Spring Elements and Spring Damper Elements

Vibration isolation of turbines

The vibration isolated support of turbines has the following advantages:

• Lower dynamic forces affecting the supporting structure and thereby smaller building component cross-sections can be used
• Larger space envelope for the installation of the surrounding capacitors and pipelines
• Easy, elastic compensation of unequal settlements
• Earthquake protection

Vibration isolation of pumps

The vibration isolated support of pumps has the following benefits:

• Vibration reduction
• Easy, elastic compensation of unequal settlements
• Load redistribution
• Earthquake protection

Vibration isolation of fans

The vibration isolated support of fans has the following advantages:

• The possibility of direct bearing
• Reduction of induced dynamic forces into the ground and by that prevention of settlements
• Easy, elastic compensation of unequal settlements
• Easy leveling through shimming
• Defined damping of the fan through extra damping elements

Vibration isolation of coal mills

The vibration isolated positioning of coal mills provides:

• Noise and vibration protection for people, plants and surrounding building sections
• Reduced foundation costs
  Increased machine reliability and the operating performance
• Cost reduction because of reduced machine maintenance and through the prevention of downtime
• Elastic compensation of settlements in operation
• Earthquake protection

Vibration isolation of forging hammers

With forging hammers the forming energy is mostly imparted by the hammer falling off onto the workpiece. They can be distinguished into drop hammers, double acting hammers and counterblow hammers. With drop hammers the forming energy is the result of the mass of the hammer and the height of fall. Double-acting hammers achieve higher forming energies and impact velocities through an extra acceleration of the hammer.
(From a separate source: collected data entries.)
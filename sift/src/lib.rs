// Include handlers module directly from handlers.rs
#[path = "handlers.rs"]
pub mod handlers;

// Re-export commonly used handler functions for convenience
pub use handlers::{
    RankOverrides, load_candidates_from_file, load_ranking_config, parse_url_line,
};

// Re-export ranking functionality from sift-core
pub use sift_core::rank::{RankProgressCallback, Ranker, ScoredCandidate};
With counterblow hammers the hammer is paired kinematically or hydraulically with the lower hammer and the impact velocities increase as well. What they all have in common is a primarily vertical shock excitation or shock sequence. Distinctive are the deformation stokes as well as the final rebound impact, with which there is no further deformation of the workpiece and the whole impact energy is transferred to the foundation.
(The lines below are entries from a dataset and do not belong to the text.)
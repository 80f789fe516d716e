use serde::{Deserialize, Serialize};

/// One search hit to be crawled and ranked.
#[derive(Debug, Clone, PartialEq, Serialize, Deserialize)]
pub struct Candidate {
    #[serde(alias = "link")]
    pub url: String,
    #[serde(default)]
    pub title: String,
    #[serde(default)]
    pub snippet: String,
}

impl Candidate {
    pub fn new(url: &str, title: &str, snippet: &str) -> Self {
        Self {
            url: url.to_string(),
            title: title.to_string(),
            snippet: snippet.to_string(),
        }
    }
}

/// Externally visible projection of a ranked candidate.
///
/// The keyword counts describe the root page only; `score` is the truncated
/// tree total, authority bonus included.
#[derive(Debug, Clone, PartialEq, Eq, Serialize, Deserialize)]
#[serde(rename_all = "camelCase")]
pub struct RankedResult {
    pub url: String,
    pub title: String,
    pub ai_keyword_count: u32,
    pub user_keyword_count: u32,
    pub score: i64,
}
Vibration isolation of forming presses

Forming presses can be divided by the functional principle and the excitation. In hydraulic presses a vertical, impulsive deformation force is provided by the hydraulic medium and the inertia of the ram. With crank, eccentric and screw presses the movement of the ram is given through a gear. The deformation energy is often provided by a flywheel, which is engaged in the deformation process and decelerated through that. In modern servo presses flywheels may partly be dispensed and the ram movement is freely programmable. Superimposed impact force and torque excitations are typical for presses. The resulting vibrations can lead to an overstress of the foundation. In addition to vertical vibrations, tiliting and rotation can also occur.
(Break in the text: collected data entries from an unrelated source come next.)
use crate::config::RankingConfig;
use crate::domains::matches_any;
use crate::model::{Candidate, RankedResult};
use sift_scanner::error::{Result as ScanResult, ScanError};
use sift_scanner::{CrawlSession, CrawlTree, Fetch, KeywordScorer, Page};
use std::sync::Arc;
use tokio::sync::Semaphore;
use tokio::time::Instant;
use tracing::{debug, info, warn};
use url::Url;

/// Callback for reporting ranking progress
pub type RankProgressCallback = Arc<dyn Fn(String) + Send + Sync>;

/// A candidate whose tree has been built and scored.
#[derive(Debug, Clone)]
pub struct ScoredCandidate {
    pub candidate: Candidate,
    pub tree: CrawlTree,
    /// Tree total, authority bonus included
    pub total: f64,
    pub authority: bool,
}

impl ScoredCandidate {
    /// Candidates with no user-term hit at the root must reach the floor.
    pub fn passes_floor(&self, floor: f64) -> bool {
        self.tree.root.page.user_count() > 0 || self.total >= floor
    }

    pub fn to_result(&self, user_keyword: &str) -> RankedResult {
        let root = &self.tree.root.page;
        let title = if self.candidate.title.trim().is_empty() {
            user_keyword.to_string()
        } else {
            self.candidate.title.clone()
        };
        RankedResult {
            url: self.candidate.url.clone(),
            title,
            ai_keyword_count: root.ai_count(),
            user_keyword_count: root.user_count(),
            score: self.total.trunc() as i64,
        }
    }
}

/// Ranks search candidates by crawling a bounded link tree under each one.
pub struct Ranker {
    fetcher: Arc<dyn Fetch>,
    scorer: Arc<KeywordScorer>,
    config: Arc<RankingConfig>,
    progress_callback: Option<RankProgressCallback>,
}

impl Ranker {
    pub fn new(fetcher: Arc<dyn Fetch>, config: RankingConfig) -> Self {
        Self {
            fetcher,
            scorer: Arc::new(KeywordScorer::new(config.scoring.clone())),
            config: Arc::new(config),
            progress_callback: None,
        }
    }

    pub fn with_progress_callback(mut self, callback: RankProgressCallback) -> Self {
        self.progress_callback = Some(callback);
        self
    }

    pub fn config(&self) -> &RankingConfig {
        &self.config
    }

    /// Rank `candidates` for `user_keyword`, best first.
    pub async fn rank(&self, candidates: Vec<Candidate>, user_keyword: &str) -> Vec<RankedResult> {
        self.rank_scored(candidates, user_keyword)
            .await
            .iter()
            .map(|scored| scored.to_result(user_keyword))
            .collect()
    }

    /// Like [`Ranker::rank`], but keeps each survivor's scored tree.
    ///
    /// Denied candidates are dropped before any fetch. The rest are crawled
    /// concurrently, at most `concurrency` at a time; a candidate that fails
    /// is logged and left out. Survivors are sorted by total, descending,
    /// with ties kept in input order.
    pub async fn rank_scored(
        &self,
        candidates: Vec<Candidate>,
        user_keyword: &str,
    ) -> Vec<ScoredCandidate> {
        info!(
            "Ranking {} candidates for '{}' with {} workers",
            candidates.len(),
            user_keyword,
            self.config.concurrency
        );

        let deadline = self.config.deadline().map(|d| Instant::now() + d);
        let semaphore = Arc::new(Semaphore::new(self.config.concurrency.max(1)));

        let mut handles = Vec::new();
        for candidate in candidates {
            if matches_any(&candidate.url, &self.config.deny_domains) {
                debug!("Dropping denied candidate {}", candidate.url);
                continue;
            }

            let url = candidate.url.clone();
            let fetcher = self.fetcher.clone();
            let scorer = self.scorer.clone();
            let config = self.config.clone();
            let semaphore = semaphore.clone();
            let keyword = user_keyword.to_string();

            let handle = tokio::spawn(async move {
                let _permit = semaphore
                    .acquire_owned()
                    .await
                    .map_err(|e| ScanError::Other(format!("Worker pool closed: {}", e)))?;
                crawl_candidate(candidate, &keyword, fetcher, scorer, &config, deadline).await
            });
            handles.push((url, handle));
        }

        let total = handles.len();
        let mut scored = Vec::with_capacity(total);
        for (idx, (url, handle)) in handles.into_iter().enumerate() {
            match handle.await {
                Ok(Ok(candidate)) => scored.push(candidate),
                Ok(Err(e)) => warn!("Skipping candidate {}: {}", url, e),
                Err(e) => warn!("Skipping candidate {}: {}", url, ScanError::from(e)),
            }
            if let Some(ref callback) = self.progress_callback {
                callback(format!("Ranked {}/{}: {}", idx + 1, total, url));
            }
        }

        let floor = self.config.score_floor;
        let mut kept: Vec<ScoredCandidate> = scored
            .into_iter()
            .filter(|s| {
                let keep = s.passes_floor(floor);
                if !keep {
                    debug!(
                        "Dropping {} with total {:.1} below floor {:.1}",
                        s.candidate.url, s.total, floor
                    );
                }
                keep
            })
            .collect();

        // sort_by is stable, so equal totals keep their input order
        kept.sort_by(|a, b| b.total.total_cmp(&a.total));

        info!("Ranking complete: {} of {} candidates kept", kept.len(), total);
        kept
    }
}

/// Fetch, crawl and score one candidate in its own session.
///
/// The root's links are only followed when its readable content is longer
/// than `min_content_length`.
pub async fn crawl_candidate(
    candidate: Candidate,
    user_keyword: &str,
    fetcher: Arc<dyn Fetch>,
    scorer: Arc<KeywordScorer>,
    config: &RankingConfig,
    deadline: Option<Instant>,
) -> ScanResult<ScoredCandidate> {
    let parsed = Url::parse(&candidate.url)
        .map_err(|e| ScanError::InvalidUrl(format!("{}: {}", candidate.url, e)))?;
    if !matches!(parsed.scheme(), "http" | "https") {
        return Err(ScanError::InvalidUrl(format!(
            "{}: unsupported scheme {}",
            candidate.url,
            parsed.scheme()
        )));
    }

    let session = CrawlSession::new(fetcher, scorer, user_keyword)
        .with_limits(config.crawl_limits())
        .with_deadline(deadline);

    let body = session.fetch(&candidate.url).await.unwrap_or_default();
    let root = Page::candidate(
        &candidate.url,
        &candidate.title,
        &candidate.snippet,
        body,
        session.scorer(),
        user_keyword,
    );

    let mut tree = if root.content_length() > config.min_content_length {
        CrawlTree::build(root, &session).await
    } else {
        CrawlTree::build_to_depth(root, 1, &session).await
    };
    let mut total = tree.compute_total_score();

    let authority = matches_any(&candidate.url, &config.authority_domains);
    if authority {
        total = tree.apply_authority_bonus(config.authority_bonus);
    }

    debug!(
        "Scored {}: {} nodes, total {:.1}",
        candidate.url,
        tree.root.len(),
        total
    );

    Ok(ScoredCandidate {
        candidate,
        tree,
        total,
        authority,
    })
}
Vibration isolation of gas and diesel genarators

Gas and diesel generators are often used as a local energy provider. They consist of an engine and a generator for the power generation, typically positioned on a structural framework. Vibrations occur e.g. through unbalance forces or through a generator short circuit as a fault load condition. Diesel generators are often used for emergency backup in hospitals or in the maritime sector on ships, where high requirements are placed on vibration protection and structureborne sound isolation. For these cases a vibration isolated support is common. Diesel generators are often located in seismic active regions and have to be fully functional after an earthquake.

Vibration isolation of testing machines

Dynamic testing machines like resonance and hydro pulsers or an unbalance exciter are e.g. used for fatigue strength testing of components and can produce large harmonic loads in a predefined frequency. Hydro pulsers can also generate shock type or random exciting forces through the hydraulic control. Vibrations can spread, with a firm foundation, through the subsoil into neighboring buildings.